Jeremiah 8:8 “How can you say, ‘We are wise, And the law of the LORD is with us’? But behold, the lying pen of the scribes has made it into a lie. 11 “They heal the brokenness of the daughter of My people superficially, Saying, ‘Peace, peace,’ But there is no peace.
Genesis 3:5 “For God knows that in the day you eat from it your eyes will be opened, and you will be like God, knowing good and evil.”
Matthew 18:1 At that time the disciples came to Jesus and said, “Who then is greatest in the kingdom of heaven?” 2 And He called a child to Himself and set him before them, 3 and said, “Truly I say to you, unless you are converted and become like children, you will not enter the kingdom of heaven. 4 “Whoever then humbles himself as this child, he is the greatest in the kingdom of heaven.
In some way conversion to Christ must be the opposite in some way to the fall. Conversion would be a returning to the image of God (a fuller way) which was lost (though not absolutely and completely) in the fall. We can see this teaching in Ephesians 4: “that, in reference to your former manner of life, you lay aside the old self, which is being corrupted in accordance with the lusts of deceit, 23 and that you be renewed in the spirit of your mind, 24 and put on the new self, which in the likeness of God has been created in righteousness and holiness of the truth.” The old self, which is what man has from the fall, is always being corrupted with the lusts of deceit.
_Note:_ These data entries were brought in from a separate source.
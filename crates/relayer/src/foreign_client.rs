//! Light clients hosted on one chain that track the consensus of another.

use core::fmt;

use flex_error::define_error;
use tracing::{debug, info, instrument};

use ibc_relay_types::core::ics02_client::msgs::{MsgCreateClient, MsgUpdateClient};
use ibc_relay_types::core::ics24_host::identifier::{ChainId, ClientId};
use ibc_relay_types::core::ics26_routing::msgs::{ClientMsg, MsgEnvelope};
use ibc_relay_types::events::IbcEvent;
use ibc_relay_types::Height;

use crate::chain::handle::ChainHandle;
use crate::chain::requests::QueryConsensusStateHeightsRequest;
use crate::chain::tracking::TrackedMsgs;
use crate::error::{Error as RelayerError, ErrorDetail as RelayerErrorDetail};
use crate::event::extract_client_id;

define_error! {
    ForeignClientError {
        ClientCreate
            {
                chain_id: ChainId,
                description: String,
            }
            [ RelayerError ]
            |e| {
                format_args!("error raised while creating client on chain {0}: {1}",
                    e.chain_id, e.description)
            },

        ClientUpdate
            {
                chain_id: ChainId,
                description: String,
            }
            [ RelayerError ]
            |e| {
                format_args!("error raised while updating client on chain {0}: {1}",
                    e.chain_id, e.description)
            },

        ClientQuery
            {
                client_id: ClientId,
                chain_id: ChainId,
            }
            [ RelayerError ]
            |e| {
                format_args!("failed while querying for client {0} on chain id {1}",
                    e.client_id, e.chain_id)
            },

        MissingClientIdFromEvent
            { event: IbcEvent }
            |e| {
                format_args!("failed while finding client id in event {}", e.event)
            },

        SameChainId
            { chain_id: ChainId }
            |e| {
                format_args!("the chain ID ({}) at the source and destination chains must be different",
                    e.chain_id)
            },

        MissingSmallerTrustedHeight
            {
                chain_id: ChainId,
                target_height: Height,
            }
            |e| {
                format_args!("chain {} is missing trusted state smaller than target height {}",
                    e.chain_id, e.target_height)
            },
    }
}

impl ForeignClientError {
    pub fn is_connectivity(&self) -> bool {
        self.detail().is_connectivity()
    }

    pub fn is_protocol(&self) -> bool {
        self.detail().is_protocol()
    }

    pub fn is_stale_proof(&self) -> bool {
        self.detail().is_stale_proof()
    }
}

impl ForeignClientErrorDetail {
    fn relayer_source(&self) -> Option<&RelayerErrorDetail> {
        match self {
            Self::ClientCreate(e) => Some(&e.source),
            Self::ClientUpdate(e) => Some(&e.source),
            Self::ClientQuery(e) => Some(&e.source),
            _ => None,
        }
    }

    pub fn is_connectivity(&self) -> bool {
        self.relayer_source()
            .map_or(false, RelayerErrorDetail::is_connectivity)
    }

    pub fn is_protocol(&self) -> bool {
        match self {
            Self::SameChainId(_) | Self::MissingSmallerTrustedHeight(_) => true,
            _ => self
                .relayer_source()
                .map_or(false, RelayerErrorDetail::is_protocol),
        }
    }

    pub fn is_stale_proof(&self) -> bool {
        self.relayer_source()
            .map_or(false, RelayerErrorDetail::is_stale_proof)
    }
}

/// A light client of `src_chain` hosted on `dst_chain`.
#[derive(Clone, Debug)]
pub struct ForeignClient<DstChain: ChainHandle, SrcChain: ChainHandle> {
    /// The identifier of this client, as assigned by the hosting chain.
    pub id: ClientId,

    /// A handle to the chain hosting this client, i.e., destination chain.
    pub dst_chain: DstChain,

    /// A handle to the chain whose headers this client is verifying, aka the source chain.
    pub src_chain: SrcChain,
}

/// Formats as `{SRC-CHAIN}->{DST-CHAIN}:{CLIENT}`.
impl<DstChain: ChainHandle, SrcChain: ChainHandle> fmt::Display
    for ForeignClient<DstChain, SrcChain>
{
    fn fmt(&self, f: &mut fmt::Formatter<'_>) -> fmt::Result {
        write!(
            f,
            "{}->{}:{}",
            self.src_chain.id(),
            self.dst_chain.id(),
            self.id
        )
    }
}

impl<DstChain: ChainHandle, SrcChain: ChainHandle> ForeignClient<DstChain, SrcChain> {
    /// Creates a new foreign client on `dst_chain`. Blocks until the client is created, or
    /// an error occurs.
    /// Post-condition: `dst_chain` hosts an IBC client for `src_chain`.
    pub fn new(
        dst_chain: DstChain,
        src_chain: SrcChain,
    ) -> Result<ForeignClient<DstChain, SrcChain>, ForeignClientError> {
        if src_chain.id() == dst_chain.id() {
            return Err(ForeignClientError::same_chain_id(src_chain.id()));
        }

        let id = Self::create(&dst_chain, &src_chain)?;

        Ok(ForeignClient {
            id,
            dst_chain,
            src_chain,
        })
    }

    pub fn restore(
        id: ClientId,
        dst_chain: DstChain,
        src_chain: SrcChain,
    ) -> ForeignClient<DstChain, SrcChain> {
        ForeignClient {
            id,
            dst_chain,
            src_chain,
        }
    }

    pub fn dst_chain(&self) -> DstChain {
        self.dst_chain.clone()
    }

    pub fn src_chain(&self) -> SrcChain {
        self.src_chain.clone()
    }

    pub fn id(&self) -> &ClientId {
        &self.id
    }

    /// Builds the message creating a client of `src_chain` on `dst_chain`,
    /// checkpointed at the latest height of `src_chain`.
    pub fn build_create_client(
        dst_chain: &DstChain,
        src_chain: &SrcChain,
    ) -> Result<MsgCreateClient, ForeignClientError> {
        let create_error = |description: &str| {
            let chain_id = dst_chain.id();
            let description = description.to_string();
            move |e| ForeignClientError::client_create(chain_id, description, e)
        };

        let signer = dst_chain
            .get_signer()
            .map_err(create_error("failed while fetching the dst chain signer"))?;

        let latest_height = src_chain
            .query_latest_height()
            .map_err(create_error("failed while querying src chain for latest height"))?;

        let client_state = src_chain
            .build_client_state(latest_height)
            .map_err(create_error("failed when building client state"))?;

        let consensus_state = src_chain
            .build_consensus_state(latest_height)
            .map_err(create_error("failed while building client consensus state"))?;

        Ok(MsgCreateClient::new(client_state, consensus_state, signer))
    }

    #[instrument(
        name = "foreign_client.create",
        level = "error",
        skip_all,
        fields(src_chain = %src_chain.id(), dst_chain = %dst_chain.id())
    )]
    fn create(dst_chain: &DstChain, src_chain: &SrcChain) -> Result<ClientId, ForeignClientError> {
        let msg = Self::build_create_client(dst_chain, src_chain)?;

        let tm = TrackedMsgs::new_single(
            MsgEnvelope::Client(ClientMsg::CreateClient(msg)),
            "create client",
        );

        let events = dst_chain.send_messages_and_wait_commit(tm).map_err(|e| {
            ForeignClientError::client_create(
                dst_chain.id(),
                "failed sending message to dst chain".to_string(),
                e,
            )
        })?;

        let event = events
            .into_iter()
            .next()
            .map(|ev| ev.event)
            .ok_or_else(|| {
                ForeignClientError::client_create(
                    dst_chain.id(),
                    "no event in create client transaction".to_string(),
                    RelayerError::other("empty transaction result".to_string()),
                )
            })?;

        if let IbcEvent::ChainError(e) = event {
            return Err(ForeignClientError::client_create(
                dst_chain.id(),
                "tx response event consists of an error".to_string(),
                RelayerError::tx_rejected(dst_chain.id(), e),
            ));
        }

        let id = extract_client_id(&event)
            .cloned()
            .ok_or_else(|| ForeignClientError::missing_client_id_from_event(event.clone()))?;

        info!(%id, "🍭 client was created successfully");

        Ok(id)
    }

    /// Returns a trusted height that is lower than the target height, so
    /// that the client can be updated to the target height from the
    /// consensus state stored at the returned trusted height.
    fn solve_trusted_height(&self, target_height: Height) -> Result<Height, ForeignClientError> {
        let cs_heights = self.fetch_consensus_state_heights()?;

        cs_heights
            .into_iter()
            .find(|h| h < &target_height)
            .ok_or_else(|| {
                ForeignClientError::missing_smaller_trusted_height(
                    self.dst_chain.id(),
                    target_height,
                )
            })
    }

    /// Builds the messages updating this client to `target_height`. Returns no
    /// message when the client already stores a consensus state at that height.
    #[instrument(
        name = "foreign_client.build_update_client",
        level = "error",
        skip_all,
        fields(client = %self, %target_height)
    )]
    pub fn build_update_client(
        &self,
        target_height: Height,
    ) -> Result<Vec<MsgEnvelope>, ForeignClientError> {
        let cs_heights = self.fetch_consensus_state_heights()?;

        if cs_heights.contains(&target_height) {
            debug!("skipping update: consensus state already present at target height");
            return Ok(vec![]);
        }

        let trusted_height = self.solve_trusted_height(target_height)?;

        let header = self
            .src_chain
            .build_header(trusted_height, target_height)
            .map_err(|e| {
                ForeignClientError::client_update(
                    self.dst_chain.id(),
                    "failed building header with error".to_string(),
                    e,
                )
            })?;

        let signer = self.dst_chain.get_signer().map_err(|e| {
            ForeignClientError::client_update(
                self.dst_chain.id(),
                "failed getting signer for dst chain".to_string(),
                e,
            )
        })?;

        debug!(
            "building a MsgUpdateClient from trusted height {} to target height {}",
            trusted_height, target_height,
        );

        Ok(vec![MsgEnvelope::Client(ClientMsg::UpdateClient(
            MsgUpdateClient::new(self.id.clone(), header, signer),
        ))])
    }

    /// Heights of the consensus states stored by this client, highest first.
    fn fetch_consensus_state_heights(&self) -> Result<Vec<Height>, ForeignClientError> {
        let mut heights = self
            .dst_chain
            .query_consensus_state_heights(QueryConsensusStateHeightsRequest {
                client_id: self.id.clone(),
            })
            .map_err(|e| {
                ForeignClientError::client_query(self.id.clone(), self.dst_chain.id(), e)
            })?;

        heights.sort_by_key(|&h| core::cmp::Reverse(h));

        Ok(heights)
    }
}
There again we see that the old man lives in accordance with deception, and that deception is carried out because of his lusts. But the new self is created in righteousness and holiness of the truth.
The historical teaching is that man lost the moral image of God which would include love for God in holiness and truth, but man did not lose the rational nature and ability of choice that God gave him. But since man lost the moral image of God, the natural image of God is used in the pursuit of sin. For man to glorify God, therefore, man must have or be recreated in the image of God in the sense that the moral nature of God must be regained. In the fall man became like God in a wicked way in that man now wanted to be like God and in fact to be his own god. In the new creation (new birth) man repents from the pride of being his own god to become like God in his moral nature which is to do all out of love to God and for His glory.
The old man can become very religious and yet do nothing but serve the old self. The old man, which is man wanting to be his own god, can live in stringent external morality and religious devotion and yet all of that be nothing but pride and the honor and glory of self. In all of the moral and religious actions of the unregenerate man there is nothing but pride and self. True Christianity stands opposed to the natural man at all points and all ways in terms of the natural man being a true Christian. A person must be born again to enter the kingdom which means that a person must be given repentance from the old man and granted a renewing work (new creation) of God so that he may become a new man which is to have a moral nature or a moral life which is lived out of love for God and His glory.
The passage in Matthew 18 can be looked at by a natural man as a way of working for salvation. That man will think that this conversion and becoming like a child in humility is his own works and that he can strive for that and even obtain that in his own strength. The spiritual man will look at Matthew 18 and see the glory of the work of God in salvation. The spiritual man will see the grace of God in overcoming the old nature and the grace of God in giving man a new heart and a new life. The natural man will look at a passage like Matthew 18:1-4 and Ephesians 4:22-24 and see those as teaching him how he is to work at casting off the old nature and putting on the new. The spiritual man looks at those passages and sees the glory of God’s grace in doing those works.
The fall brought man into pride and self. The work of Christ grants man a repentance from pride and self and then to the kingdom of Christ in man. There is a huge difference between the natural man and the spiritual man, though the natural man may not be able to see it because he is so focused on the external things. A very religious man who is still a natural man may appear better in the externals than some spiritual men, but on the inside the natural man is like the devil while the spiritual man is like Christ and has Christ. The natural man will do all he does by the strength of self and pride while the spiritual man will do what he does by the power of the Spirit and what he does is from Christ.
The greatest in the eyes of the world is a very proud man, but the greatest in the kingdom is a humble man. The proud man is full of self and does all for self, yet the humble man is full of Christ and does all for Christ. It is true that the spiritual man is far from perfect and sees much of pride and self in him, but the natural man has nothing but pride and self (like the devil) in him. For a man to be humbled and to enter the kingdom is salvation from the devil, sin, and pride/self. It must be a work of God for pride will never truly repent of pride, though it may in the appearance of it. Salvation must be a work of God because the natural man cannot repent of self because that would be self repenting of self and that cannot be done. Salvation is a glorious work of God in restoring His image in the souls of His people. It is not simply a choice of man, but it is a work of the living God.